Библейский Апокалипсис многие образно отождествляют с Хиросимой, Нагасаки и Чернобылем. Существует, кроме того, частное мнение, что Хиросима повторила судьбу Содома и Гоморры. Библейское "тусклое стекло" для подчеркивания искаженного восприятия ядерной действительности использует А. Макхиджани. По O. O’Donovan (цитирую по N. Biggar) “человеческая претензия на суперчеловеческий контроль”, попытка владеть ядерным оружием вне моральных рамок сопоставимы с библейским устремлением стать равным Богу и понятием первородного греха.

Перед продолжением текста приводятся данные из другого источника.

// Token persistence in SQLite

use anyhow::{anyhow, Context, Result};
use rusqlite::{Connection, OptionalExtension};
use std::path::{Path, PathBuf};
use std::sync::Mutex;

use super::types::TokenSet;

const TOKEN_KEY: &str = "xero:token";

/// Key/value token store used by the gateway to keep the token pair
/// between restarts
pub struct TokenStore {
    conn: Mutex<Connection>,
    path: Option<PathBuf>,
}

impl TokenStore {
    /// Open (or create) the SQLite database at `path`
    pub fn open(path: &Path) -> Result<Self> {
        if let Some(parent) = path.parent().filter(|p| !p.as_os_str().is_empty()) {
            std::fs::create_dir_all(parent)
                .with_context(|| format!("Failed to create directory: {}", parent.display()))?;
        }

        let conn = Connection::open(path)
            .with_context(|| format!("Failed to open SQLite database: {}", path.display()))?;
        Self::init(conn, Some(path.to_path_buf()))
    }

    /// Store that lives only as long as the process
    pub fn open_in_memory() -> Result<Self> {
        let conn = Connection::open_in_memory().context("Failed to open in-memory SQLite")?;
        Self::init(conn, None)
    }

    fn init(conn: Connection, path: Option<PathBuf>) -> Result<Self> {
        conn.execute(
            "CREATE TABLE IF NOT EXISTS auth_kv (key TEXT PRIMARY KEY, value TEXT NOT NULL)",
            [],
        )
        .context("Failed to create auth_kv table")?;

        Ok(Self {
            conn: Mutex::new(conn),
            path,
        })
    }

    pub fn path(&self) -> Option<&Path> {
        self.path.as_deref()
    }

    /// Load the stored token pair, validating it
    pub fn load(&self) -> Result<Option<TokenSet>> {
        let conn = self.lock()?;
        let value: Option<String> = conn
            .query_row(
                "SELECT value FROM auth_kv WHERE key = ?",
                [TOKEN_KEY],
                |row| row.get(0),
            )
            .optional()
            .context("Failed to load token data from SQLite")?;

        let Some(json) = value else {
            return Ok(None);
        };

        let raw: serde_json::Value =
            serde_json::from_str(&json).context("Failed to parse token data from SQLite")?;
        let token = TokenSet::from_value(raw).context("Stored token data is invalid")?;
        Ok(Some(token))
    }

    pub fn save(&self, token: &TokenSet) -> Result<()> {
        let json = serde_json::to_string(token).context("Failed to serialize token")?;
        let conn = self.lock()?;
        conn.execute(
            "INSERT INTO auth_kv (key, value) VALUES (?1, ?2)
             ON CONFLICT(key) DO UPDATE SET value = excluded.value",
            [TOKEN_KEY, json.as_str()],
        )
        .context("Failed to save token to SQLite")?;

        tracing::debug!("Token persisted (expires_at: {:?})", token.expires_at);
        Ok(())
    }

    pub fn clear(&self) -> Result<()> {
        let conn = self.lock()?;
        conn.execute("DELETE FROM auth_kv WHERE key = ?", [TOKEN_KEY])
            .context("Failed to delete token from SQLite")?;
        Ok(())
    }

    fn lock(&self) -> Result<std::sync::MutexGuard<'_, Connection>> {
        self.conn
            .lock()
            .map_err(|_| anyhow!("Token store lock poisoned"))
    }
}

Теолог, философ и политолог J. Garrison анализирует ядерный феномен в системе христианских традиций и символов. Вот лишь некоторые из них: суть Бога в контексте добра и зла, эсхатология, религиозная мораль, устремления человека к самосовершенствованию. J. Garrison и H. Wieman считают, что “бомба, упавшая на Хиросиму, подобно ножу разрезала историю на две части…Этот разрез более резкий, решающий и революционный, чем разрез, сделанный звездой над Вифлеемом…И это принуждает иудео-христианскую теологию мобилизовать всю глубину человеческого опыта”. J. Garrison противопоставляет в контексте исцеления и спасения 6 августа Хиросимы и Библии (день Преображения Христа). Он же воспроизводит мнение одного из религиозных деятелей, очевидца ядерного удара P. Arrupe о Хиросиме как символе застывшей вечности (остановившиеся часы).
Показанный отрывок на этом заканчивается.